Le même article a ajouté que la politique “zéro Covid” “a montré la supériorité du système socialiste chinois”, soulignant que “l’amélioration” de la politique maintenant aidera à faire face aux nouvelles variantes du virus, “en donnant la priorité à la vie et à la santé des gens”.

Les autorités n’ont pas non plus voulu parler d’une augmentation significative du nombre de blessés sur les plateformes officielles.

Et vendredi, un journal affilié au parti a cité des estimations officielles d’un demi-million de nouvelles infections par jour dans la ville (est) de Qingdao. Samedi, le rapport avait été révisé pour supprimer le chiffre, selon une revue de l’AFP.

Et bien que la récente imprecise de mesures diplomatiques de Xi ait fait la une des journaux, il n’a pas encore commenté publiquement l’effondrement de ce qui était jusqu’à récemment sa politique de signature.

“gros rhume”

Un sentiment d’incertitude similaire prévalait sur les réseaux sociaux chinois, où les censeurs suppriment souvent les contenus politiquement sensibles.

Plusieurs messages de Weibo sur les décès liés au Covid semblaient avoir été censurés vendredi après-midi, selon un bilan des correspondants de l’AFP.

Ces messages comprenaient de nombreuses pictures noircies qui semblaient avoir été prises dans des crématoriums, en plus d’un message du compte d’une femme qui a déclaré être la mère d’une fillette de deux ans décédée du virus.

Les messages sur les pénuries de médicaments et les hausses de prix ont également été supprimés, selon GreatFire.org, qui go well with la censure sur Web.

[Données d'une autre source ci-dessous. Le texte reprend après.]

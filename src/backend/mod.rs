//! Interface between the engine and the devices that hold variable values

pub mod intercom;
pub mod register;

pub use intercom::IntercomBackend;
pub use register::RegisterDevice;

use thiserror::Error;

use crate::{cell::VersionNumber, error::PvError, value::PvValue, value::ValueType};

/// A backend was asked to add a variable under a name it already holds
#[derive(Debug, Error)]
#[error("PV already exists: {0}")]
pub struct PVAlreadyExists(pub String);

/// Signal raised by push-capable variables when new data has been queued.
///
/// Tokens are coalesced: the channel holds at most one, and the variable raises it
/// again after a read if further values are still queued.
pub type ReadySignal = crossbeam_channel::Receiver<()>;

/// Access rights of a variable
#[derive(Clone, Copy, Debug, PartialEq, Eq, Default)]
pub enum Access {
    Read,
    Write,
    #[default]
    ReadWrite,
}

impl Access {
    pub fn is_readable(&self) -> bool {
        matches!(self, Access::Read | Access::ReadWrite)
    }
    pub fn is_writeable(&self) -> bool {
        matches!(self, Access::Write | Access::ReadWrite)
    }
}

/// Provides process variables to a [`PvProvider`](crate::PvProvider)
pub trait Backend: Send + Sync + 'static {
    /// Name of this backend, the first half of every variable's identity
    fn name(&self) -> &str;

    /// Open a connection to a single variable.
    ///
    /// Each call returns an independent connection. The engine only ever opens one
    /// per variable name, and owns it exclusively. Unknown names should fail with
    /// [`PvError::NotFound`].
    fn open(&self, pv_name: &str) -> Result<Box<dyn ProcessVariable>, PvError>;
}

/// One open connection to a variable.
///
/// Data moves through an internal buffer: reads fill [`ProcessVariable::buffer`],
/// writes send whatever it holds. The engine exchanges the buffer with its own
/// storage by swapping, so implementations must not assume that the buffer still
/// holds the last value they read.
pub trait ProcessVariable: Send {
    fn name(&self) -> &str;

    fn is_readable(&self) -> bool;

    fn is_writeable(&self) -> bool;

    /// Element type of the variable, fixed for its lifetime
    fn value_type(&self) -> ValueType {
        self.buffer().value_type()
    }

    /// Element count of the variable, fixed for its lifetime
    fn element_count(&self) -> usize {
        self.buffer().len()
    }

    /// Whether reads or writes may block for a noticeable time.
    ///
    /// The engine hands I/O on blocking variables to its worker pool.
    fn is_blocking(&self) -> bool {
        false
    }

    /// Push-capable variables return the signal raised when new data is queued.
    ///
    /// Variables returning `None` are poll-only.
    fn ready_signal(&self) -> Option<ReadySignal> {
        None
    }

    /// Ask the device to start queuing pushed updates for this connection.
    ///
    /// Called once a consumer subscribes. May fail transiently, in which case it is
    /// retried later.
    fn activate_notifications(&mut self) -> Result<(), PvError> {
        Ok(())
    }

    /// Read the current value into the buffer, blocking as long as necessary
    fn read(&mut self) -> Result<(), PvError>;

    /// Transfer the next queued value into the buffer.
    ///
    /// Returns `false` if nothing was queued. Poll-only variables can implement this
    /// as a full read.
    fn read_non_blocking(&mut self) -> Result<bool, PvError>;

    /// Transfer the newest value into the buffer, discarding any older ones.
    fn read_latest(&mut self) -> Result<bool, PvError> {
        if self.ready_signal().is_none() {
            self.read()?;
            return Ok(true);
        }
        let mut any = false;
        while self.read_non_blocking()? {
            any = true;
        }
        Ok(any)
    }

    /// Send the buffer contents to the device, tagged with the given version
    fn write(&mut self, version: VersionNumber) -> Result<(), PvError>;

    fn buffer(&self) -> &PvValue;

    fn buffer_mut(&mut self) -> &mut PvValue;

    /// Version of the data currently in the buffer
    fn version(&self) -> VersionNumber;
}
//! Deferred execution of retries.
//!
//! A single worker thread drains a deadline-ordered queue. The thread is only
//! started when something is queued, and exits again once the queue is empty.

use std::{
    cmp::Ordering,
    collections::BinaryHeap,
    panic::{self, AssertUnwindSafe},
    sync::Arc,
    thread::{self, JoinHandle},
    time::{Duration, Instant},
};

use parking_lot::{Condvar, Mutex};
use tracing::{error, trace, warn};

use crate::error::PvError;

type Task = Box<dyn FnOnce() + Send + 'static>;

struct Entry {
    deadline: Instant,
    /// Submission order, so equal deadlines run first-in first-out
    sequence: u64,
    task: Task,
}

impl PartialEq for Entry {
    fn eq(&self, other: &Self) -> bool {
        self.cmp(other) == Ordering::Equal
    }
}

impl Eq for Entry {}

impl PartialOrd for Entry {
    fn partial_cmp(&self, other: &Self) -> Option<Ordering> {
        Some(self.cmp(other))
    }
}

impl Ord for Entry {
    /// Reversed, so that the max-heap pops the earliest deadline first
    fn cmp(&self, other: &Self) -> Ordering {
        other
            .deadline
            .cmp(&self.deadline)
            .then_with(|| other.sequence.cmp(&self.sequence))
    }
}

#[derive(Default)]
struct TimerState {
    queue: BinaryHeap<Entry>,
    next_sequence: u64,
    worker: Option<JoinHandle<()>>,
    worker_running: bool,
    shut_down: bool,
}

#[derive(Default)]
struct TimerInner {
    state: Mutex<TimerState>,
    wakeup: Condvar,
}

#[derive(Clone, Default)]
pub struct TimerQueue {
    inner: Arc<TimerInner>,
}

impl TimerQueue {
    pub fn new() -> Self {
        TimerQueue::default()
    }

    /// Run `task` once `delay` has elapsed
    pub fn submit_after<F>(&self, delay: Duration, task: F) -> Result<(), PvError>
    where
        F: FnOnce() + Send + 'static,
    {
        self.submit_at(Instant::now() + delay, task)
    }

    pub fn submit_at<F>(&self, deadline: Instant, task: F) -> Result<(), PvError>
    where
        F: FnOnce() + Send + 'static,
    {
        let mut state = self.inner.state.lock();
        if state.shut_down {
            return Err(PvError::Unavailable("timer queue has been shut down"));
        }
        let sequence = state.next_sequence;
        state.next_sequence += 1;
        state.queue.push(Entry {
            deadline,
            sequence,
            task: Box::new(task),
        });
        if state.worker_running {
            self.inner.wakeup.notify_one();
        } else {
            // The previous worker, if any, has already left its loop
            state.worker.take();
            let inner = self.inner.clone();
            let handle = thread::Builder::new()
                .name("pv-retry-timer".to_string())
                .spawn(move || run_timer(inner))?;
            state.worker = Some(handle);
            state.worker_running = true;
            trace!("Started timer worker");
        }
        Ok(())
    }

    /// Number of tasks waiting for their deadline
    pub fn len(&self) -> usize {
        self.inner.state.lock().queue.len()
    }

    pub fn is_empty(&self) -> bool {
        self.len() == 0
    }

    /// Discard every pending task and wait for the worker to stop
    pub fn shutdown(&self) {
        let worker = {
            let mut state = self.inner.state.lock();
            state.shut_down = true;
            if !state.queue.is_empty() {
                warn!("Discarding {} pending timer tasks", state.queue.len());
            }
            state.queue.clear();
            self.inner.wakeup.notify_all();
            state.worker.take()
        };
        if let Some(worker) = worker
            && worker.thread().id() != thread::current().id()
            && worker.join().is_err()
        {
            error!("Timer worker panicked");
        }
    }
}

fn run_timer(inner: Arc<TimerInner>) {
    let mut state = inner.state.lock();
    loop {
        if state.shut_down {
            break;
        }
        let Some(next) = state.queue.peek() else {
            break;
        };
        let deadline = next.deadline;
        if deadline > Instant::now() {
            inner.wakeup.wait_until(&mut state, deadline);
            continue;
        }
        let Some(entry) = state.queue.pop() else {
            break;
        };
        drop(state);
        if panic::catch_unwind(AssertUnwindSafe(entry.task)).is_err() {
            error!("Timer task panicked");
        }
        state = inner.state.lock();
    }
    state.worker_running = false;
    trace!("Timer worker idle, exiting");
}

#[cfg(test)]
mod tests {
    use crossbeam_channel::unbounded;

    use super::*;

    #[test]
    fn runs_tasks_in_deadline_order() {
        let timer = TimerQueue::new();
        let (tx, rx) = unbounded();
        for (delay, label) in [(30, "c"), (10, "a"), (20, "b"), (20, "b2")] {
            let tx = tx.clone();
            timer
                .submit_after(Duration::from_millis(delay), move || {
                    tx.send(label).unwrap();
                })
                .unwrap();
        }
        let order: Vec<_> = (0..4)
            .map(|_| rx.recv_timeout(Duration::from_secs(2)).unwrap())
            .collect();
        assert_eq!(order, vec!["a", "b", "b2", "c"]);
    }

    #[test]
    fn worker_restarts_after_going_idle() {
        let timer = TimerQueue::new();
        let (tx, rx) = unbounded();
        let first = tx.clone();
        timer
            .submit_after(Duration::ZERO, move || first.send(1).unwrap())
            .unwrap();
        assert_eq!(rx.recv_timeout(Duration::from_secs(2)).unwrap(), 1);
        // Give the worker time to notice the empty queue and exit
        thread::sleep(Duration::from_millis(50));
        assert!(!timer.inner.state.lock().worker_running);

        timer
            .submit_after(Duration::from_millis(5), move || tx.send(2).unwrap())
            .unwrap();
        assert_eq!(rx.recv_timeout(Duration::from_secs(2)).unwrap(), 2);
    }

    #[test]
    fn shutdown_discards_pending() {
        let timer = TimerQueue::new();
        timer
            .submit_after(Duration::from_secs(60), || panic!("should never run"))
            .unwrap();
        assert_eq!(timer.len(), 1);
        timer.shutdown();
        assert!(timer.is_empty());
        assert!(timer.submit_after(Duration::ZERO, || ()).is_err());
    }
}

Les utilisateurs des médias sociaux ont également publié des commentaires en colère ou sarcastiques sur ce qu’ils considéraient comme des tabous entourant les décès liés à Covid.

Beaucoup ont commenté une plate-forme médiatique locale liée à l’État après qu’il a été rapporté que Wu Guanyin, qui a conçu les mascottes des Jeux olympiques de Pékin en 2008, était décédé d’un “rhume sévère” à l’âge de 67 ans.

Un commentateur a comparé la formulation à celle adoptée par la Corée du Nord, le voisin dictatorial de la Chine, tandis qu’un autre a demandé : “Le mot ‘Covid’ est-il illégal ?” Mais des messages critiques à l’égard des autorités sont restés en ligne vendredi après-midi, nombre d’entre eux dénonçant l’absence de toute stratégie gouvernementale pour lutter contre le COVID.

L’un d’eux lisait : « Pensaient-ils vraiment qu’ils pourraient éradiquer le virus en imposant des mesures de fermeture ? Trois ans et ils n’ont pas fait de plan d’urgence si (le virus) devient incontrôlable ?

Le professeur agrégé Fang a noté que les responsables chinois « finiront par trouver un moyen de tout présenter comme une victoire … peut-être après que la state of affairs des blessures se sera stabilisée ».

“La base de cela est la façon distinctive de compter les décès dus à Covid”, a-t-il ajouté, soulignant la nouvelle définition du gouvernement des décès dus au virus, qui exclut de nombreux décès.

La Chine n’a officiellement enregistré aucun nouveau décès dû au virus samedi, selon les données de la Fee nationale de la santé.

Et il a fait l’objet d’une censure officielle et d’un hachage sur Weibo lié à la façon dont le pays définit les décès de Covid (puisque seuls ceux qui meurent d’insuffisance respiratoire sont comptés après qu’il a été confirmé qu’ils ont une épidémie).